Its annoying that I can find multitudes of info on ranching in the early 1900's but hit a wall after the 1930-1940. I would prefer anecdotal but all I can get are charts and tables on the economics of the practice. Frustrating to say the least. Its been about a month since i've seriously engaged in this research and its a bit disheartening to see so little of what I need out there. I have a list of material that i need to get at the Archives in Edmonton, the Galt Museum and the Glenbow to get to, which at my current financial state is next to impossible. But I've managed to get access to a number of online archives and libraries which has given me some hope, and my local library seems to have some good information although the 3 books by Hank Pallister would really help but VPL doesn't have them.
I am embarking on what is probably my fifth attempt to read Ayn Rand's seminal work Atlas Shrugged (aside: I think a new word needs to be invented to take the place of 'seminal' since its more of a medical term and it seems strange to attach it to a woman's work). I'm not sure what has kept me from getting into her work before and I've been trying since Highschool.
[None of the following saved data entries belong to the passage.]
//! Error types for syncbase.
//!
//! This module defines the [`enum@Error`] enum and [`Result`] type alias used
//! throughout the library.
//!
//! # Error Categories
//!
//! Errors are categorized by the operation that failed:
//!
//! - [`Error::Init`] - Facade initialization failures (fatal by contract)
//! - [`Error::Connection`] - Connection acquisition or mode violations
//! - [`Error::Backend`] - Failures reported by the underlying store
//! - [`Error::Document`] - Document envelope operations
//! - [`Error::Collection`] - Collection-level operations
//! - [`Error::Index`] - Secondary-index creation/removal
//! - [`Error::Query`] - Equality-query syntax or execution
//! - [`Error::Auth`] - Identity record operations
//! - [`Error::Config`] - Configuration issues
//!
//! Only `init` and `subscribe` surfaces propagate these errors to callers.
//! CRUD operations catch them internally and report failure through
//! `Option`/`WriteResult` return values instead.

use std::sync::Arc;
use thiserror::Error;

/// Result type alias for syncbase operations
pub type Result<T> = std::result::Result<T, Error>;

/// Errors that can occur in syncbase operations
#[derive(Error, Debug, Clone)]
pub enum Error {
    /// Failed to initialize the facade
    #[error("initialization failed: {0}")]
    Init(Arc<str>),

    /// Failed to acquire a connection, or a command was issued on a
    /// connection that is in subscriber mode
    #[error("connection error: {0}")]
    Connection(Arc<str>),

    /// The underlying store reported a failure
    #[error("backend error: {0}")]
    Backend(Arc<str>),

    /// Document operation failed
    #[error("document error: {0}")]
    Document(Arc<str>),

    /// Collection operation failed
    #[error("collection error: {0}")]
    Collection(Arc<str>),

    /// Index creation or removal failed
    #[error("index error: {0}")]
    Index(Arc<str>),

    /// Malformed or unexecutable equality query
    #[error("query error: {0}")]
    Query(Arc<str>),

    /// Identity record operation failed
    #[error("auth error: {0}")]
    Auth(Arc<str>),

    /// Configuration error
    #[error("configuration error: {0}")]
    Config(Arc<str>),
}

impl Error {
    /// Create an initialization error
    #[inline]
    pub fn init(msg: impl Into<String>) -> Self {
        Self::Init(Arc::from(msg.into()))
    }

    /// Create a connection error
    #[inline]
    pub fn connection(msg: impl Into<String>) -> Self {
        Self::Connection(Arc::from(msg.into()))
    }

    /// Create a backend error
    #[inline]
    pub fn backend(msg: impl Into<String>) -> Self {
        Self::Backend(Arc::from(msg.into()))
    }

    /// Create a document error
    #[inline]
    pub fn document(msg: impl Into<String>) -> Self {
        Self::Document(Arc::from(msg.into()))
    }

    /// Create a collection error
    #[inline]
    pub fn collection(msg: impl Into<String>) -> Self {
        Self::Collection(Arc::from(msg.into()))
    }

    /// Create an index error
    #[inline]
    pub fn index(msg: impl Into<String>) -> Self {
        Self::Index(Arc::from(msg.into()))
    }

    /// Create a query error
    #[inline]
    pub fn query(msg: impl Into<String>) -> Self {
        Self::Query(Arc::from(msg.into()))
    }

    /// Create an auth error
    #[inline]
    pub fn auth(msg: impl Into<String>) -> Self {
        Self::Auth(Arc::from(msg.into()))
    }

    /// Create a configuration error
    #[inline]
    pub fn config(msg: impl Into<String>) -> Self {
        Self::Config(Arc::from(msg.into()))
    }
}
She's very conservative, against all government interfearance in a free market economy but I can't imagine that being what has kept me from diving into her fiction since I've been able to read to much work that I don't agree with. This time I've made it farther then before and its starting to grab me. Its helped that i've needed a distraction from exams.
So far my impressions are limited seeing as I've only reached page 81
- Dagny Taggert is a woman with much potential and hopelessly stuck in man's world in era where her values and beliefs are being left behind by all those around her.
- Hank Rearden is possibly a high functioning autistic
- What is the anti-dog-eat-dog rule's real life listing and has it been introduced by lefties or righties?
So I have embarked on a historical fiction novel, not the easiest project I could have picked. Especially since most of my research will have to take place digitally because the place of research - southern alberta - is currently so far away. Its hard, the libraries out here have very little to offer me and most museums and archives are a little slow to catch up to the digital age. I've managed to find some information on the Mormon operated Ancestry.ca (for a small fortune) as well as there are some amateur genealogists in Edmonton who will send me family Homestead Records that could help but my current location, while inspirational, is presenting some unique problems. I guess this just means a trip back to my roots is needed in the near future. I need a day or two at the Galt Museum in Lethbridge to really dig into their archives, and the U of L has some wonderful collections as well. (Too bad I didn't think about all this 5 years ago, when I was living and going to school there).